For two decades, technical communicators have turned to TechWhirl to ask and answer questions about the always-changing world of technical communications, such as tools, skills, career paths, methodologies, and emerging industries. The TechWhirl Archives and magazine, created for, by and about technical writers, offer a wealth of knowledge to everyone with an interest in any aspect of technical communications.
Subject:Academic vs. technical writing From:Chaim Chatan <chatan -at- IDI -dot- ORG -dot- IL> Date:Fri, 27 Mar 1998 16:29:29 +0200
Since there is a discussion of the differences between academic writing and
technical writing, let me give you the perspective of someone who has done
both. There are very important differences between academic and technical
writing. One must also realize that there are also different types of
academic writing and different types of technical writing.
First of all, the purposes and audiences are different between academic and
technical writing. The purposes of academic writing can be: 1) to present
the results of one's knowledge, 2) to present the results gained from one's
personal research, and 3) to present one's point of view. Of course, both
technical and academic writing is laden with jargon, but the jargon is used
for different purposes. As far as technical writing is concerned, the
purposes of technical writing can be: 1) to teach someone how to use a
specific product or service; and 2) to describe the procedures that are
employed by companies for carrying out various tasks.
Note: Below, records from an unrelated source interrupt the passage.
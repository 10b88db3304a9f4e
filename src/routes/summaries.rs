//! Recomputation trigger and summary listing endpoints.

use axum::{
    extract::{Path, Query, State},
    http::StatusCode,
    response::{IntoResponse, Response},
    routing::{get, post},
    Json, Router,
};
use serde::Deserialize;
use tracing::{error, info};

use super::{AppState, ErrorBody};
use crate::{Metric, RollupError};

// ---

pub fn router() -> Router<AppState> {
    // ---
    Router::new()
        .route("/metrics", get(list_metrics))
        .route("/summaries/recompute", post(recompute))
        .route("/summaries/{metric}/daily", get(daily))
        .route("/summaries/{metric}/all-time", get(all_time))
}

/// Query parameters for `POST /summaries/recompute`.
#[derive(Debug, Deserialize)]
pub struct RecomputeQuery {
    /// Overrides the configured window size for this run only.
    batch_days: Option<u32>,
}

async fn list_metrics(State(recomputer): State<AppState>) -> Json<Vec<Metric>> {
    Json(recomputer.catalog().metrics().to_vec())
}

/// Handle `POST /summaries/recompute`. Blocks until the run finishes.
///
/// The run is spawned so that a client hanging up does not drop it halfway
/// through a metric; it only ever stops at a window boundary.
async fn recompute(
    State(recomputer): State<AppState>,
    Query(params): Query<RecomputeQuery>,
) -> Response {
    // ---
    let days = match params.batch_days {
        Some(0) => {
            let body = ErrorBody {
                error: "batch_days must be at least 1".to_string(),
            };
            return (StatusCode::BAD_REQUEST, Json(body)).into_response();
        }
        Some(days) => days,
        None => recomputer.window_days(),
    };

    info!("POST /summaries/recompute - window of {} days", days);
    let run = tokio::spawn(async move { recomputer.recompute_all_with(days).await });

    match run.await {
        Ok(Ok(report)) => (StatusCode::OK, Json(report)).into_response(),
        Ok(Err(e)) => e.into_response(),
        Err(e) => {
            error!("Recompute task failed: {}", e);
            let body = ErrorBody {
                error: format!("recompute task failed: {e}"),
            };
            (StatusCode::INTERNAL_SERVER_ERROR, Json(body)).into_response()
        }
    }
}

async fn daily(
    State(recomputer): State<AppState>,
    Path(metric): Path<String>,
) -> Result<Response, RollupError> {
    // ---
    let metric = lookup(&recomputer, metric)?;
    let rows = recomputer.store().daily_summaries(metric).await?;
    Ok(Json(rows).into_response())
}

async fn all_time(
    State(recomputer): State<AppState>,
    Path(metric): Path<String>,
) -> Result<Response, RollupError> {
    // ---
    let metric = lookup(&recomputer, metric)?;
    match recomputer.store().all_time_summary(metric).await? {
        Some(row) => Ok(Json(row).into_response()),
        None => Ok(StatusCode::NOT_FOUND.into_response()),
    }
}

fn lookup(recomputer: &AppState, name: String) -> Result<&Metric, RollupError> {
    // ---
    recomputer
        .catalog()
        .get(&name)
        .ok_or(RollupError::UnknownMetric(name))
}
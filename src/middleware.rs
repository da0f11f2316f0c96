//! Request middleware: request ID spans and the health endpoint access guard.
//!
//! The request ID layer generates a UUID v4 for each incoming request and
//! creates a tracing span that wraps the entire request lifecycle, so every
//! log line emitted while serving a probe carries the same `request_id`.

use std::net::SocketAddr;
use std::time::Instant;

use axum::{
    extract::{ConnectInfo, Request},
    http::header::USER_AGENT,
    middleware::Next,
    response::Response,
};
use tracing::Instrument;
use uuid::Uuid;

use crate::access::RequestOrigin;
use crate::error::AppError;

/// Middleware that generates a request ID and creates a request span.
///
/// This should be the outermost middleware layer so the span wraps
/// all request processing, including other middleware and handlers.
pub async fn request_id_layer(request: Request, next: Next) -> Response {
    let request_id = Uuid::new_v4();
    let method = request.method().clone();
    let uri = request.uri().clone();
    let path = uri.path();

    let span = tracing::info_span!(
        "request",
        request_id = %request_id,
        method = %method,
        path = %path,
        duration_ms = tracing::field::Empty,
    );

    let start = Instant::now();

    async move {
        let response = next.run(request).await;
        let duration_ms = start.elapsed().as_millis() as u64;

        tracing::Span::current().record("duration_ms", duration_ms);
        tracing::info!(
            status = response.status().as_u16(),
            duration_ms,
            "Request completed"
        );

        response
    }
    .instrument(span)
    .await
}

/// Build the guard's view of an HTTP request.
///
/// The client address is only known when the server was started with connect
/// info; a user agent that is not valid UTF-8 is treated as present but
/// unrecognized.
pub fn request_origin(request: &Request) -> RequestOrigin {
    let user_agent = request
        .headers()
        .get(USER_AGENT)
        .map(|value| value.to_str().unwrap_or_default().to_string());
    let remote_addr = request
        .extensions()
        .get::<ConnectInfo<SocketAddr>>()
        .map(|ConnectInfo(addr)| addr.ip());

    RequestOrigin::http(user_agent, remote_addr)
}

/// Rejects requests that fail the access guard before any check runs.
pub async fn access_guard_layer(request: Request, next: Next) -> Result<Response, AppError> {
    let origin = request_origin(&request);

    if !origin.is_allowed() {
        tracing::warn!(
            user_agent = ?origin.user_agent,
            remote_addr = ?origin.remote_addr,
            "Health probe rejected by access guard"
        );
        return Err(AppError::AccessDenied);
    }

    Ok(next.run(request).await)
}
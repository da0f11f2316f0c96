use axum::{
    http::StatusCode,
    response::{IntoResponse, Response},
};
use std::io;

use crate::http::ServerError;

#[derive(Debug, thiserror::Error)]
pub enum AppError {
    #[error("Access denied")]
    AccessDenied,

    #[error("Server error: {0}")]
    Server(#[from] ServerError),

    #[error("Failed to encode report: {0}")]
    Encode(#[from] serde_json::Error),

    #[error("IO error: {0}")]
    Io(#[from] io::Error),
}

impl IntoResponse for AppError {
    fn into_response(self) -> Response {
        match &self {
            AppError::AccessDenied => (StatusCode::FORBIDDEN, "Access denied").into_response(),
            _ => {
                tracing::error!("Internal error: {:?}", self);
                (StatusCode::INTERNAL_SERVER_ERROR, "Internal server error").into_response()
            }
        }
    }
}
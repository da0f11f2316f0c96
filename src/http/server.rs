//! HTTP server startup logic.

use std::net::SocketAddr;

use axum::Router;

use crate::config::HttpServerConfig;

use super::shutdown;

/// Server startup error
#[derive(Debug, thiserror::Error)]
pub enum ServerError {
    #[error("Server I/O error: {0}")]
    Io(#[from] std::io::Error),

    #[error("Invalid listen address: {0}")]
    Address(String),
}

/// Resolve the configured host and port into a socket address.
pub fn listen_addr(config: &HttpServerConfig) -> Result<SocketAddr, ServerError> {
    format!("{}:{}", config.host, config.port)
        .parse()
        .map_err(|e| ServerError::Address(format!("{}:{}: {}", config.host, config.port, e)))
}

/// Start the HTTP server.
///
/// Client addresses are exposed to handlers as connect info for the access
/// guard. This function blocks until the server shuts down.
pub async fn start_server(app: Router, config: &HttpServerConfig) -> Result<(), ServerError> {
    let addr = listen_addr(config)?;
    let listener = tokio::net::TcpListener::bind(addr).await?;

    tracing::info!(%addr, "Starting HTTP server");

    axum::serve(
        listener,
        app.into_make_service_with_connect_info::<SocketAddr>(),
    )
    .with_graceful_shutdown(shutdown::shutdown_signal())
    .await?;

    tracing::info!("HTTP server stopped");
    Ok(())
}

#[cfg(test)]
mod tests {
    use super::*;

    #[test]
    fn test_listen_addr_from_config() {
        let addr = listen_addr(&HttpServerConfig::default()).unwrap();
        assert_eq!(addr.port(), 8080);
        assert!(addr.ip().is_unspecified());
    }

    #[test]
    fn test_listen_addr_rejects_hostname() {
        let config = HttpServerConfig {
            host: "not an address".to_string(),
            port: 80,
        };
        assert!(matches!(listen_addr(&config), Err(ServerError::Address(_))));
    }
}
The audiences are completely different. The academic is writing to fellow
scholars, and often, depending on the journal or publication, to the
general public. The technical writer is writing to the user of the product
or the service, or to government inspectors who need to see how the company
carries out certain tasks. Users, of course, differ from product to
product. In addition, technical writing differs from area to area. For
example, writing documentation for software is different from writing
documentation for hardware.
When I took a technical writing course as part of my professional
retraining, I had to unlearn a lot of what I had been doing as an academic
writer. We are dealing with different styles of writing altogether. Also,
there is good and bad academic and technical writing, and a good academic
writer may not become a good technical writer and vice versa. I have seen
downright awful academic writing, where the author wrote extremely unclear
and obscure prose, and I have seen extremely garbled technical writing,
where it was difficult to follow the instructions.
The important variable here is teachability. If an academic writer who
wants to become a technical writer is not teachable, especially coming from
the academic and liberal arts world, he/she will not be a good technical
writer. Good academic writing is not enough--teachability is the most
important factor. One of the most important tasks of interviewers of
candidates for technical writing jobs, especially candidates who have not
had professional experience, is not just simply to look at the writing
samples of the candidates, but to assess how teachable they are. If the
candidate has both academic and technical writing samples, the interviewer
should be able to assess whether the candidate has grasped the differences
between the two types of writing. This is one way to measure teachability.
A bit of advice for academics who want to go into technical writing is to
peruse all the various types of manuals and documentation written by
technical writers to get a sense of what is involved in technical writing.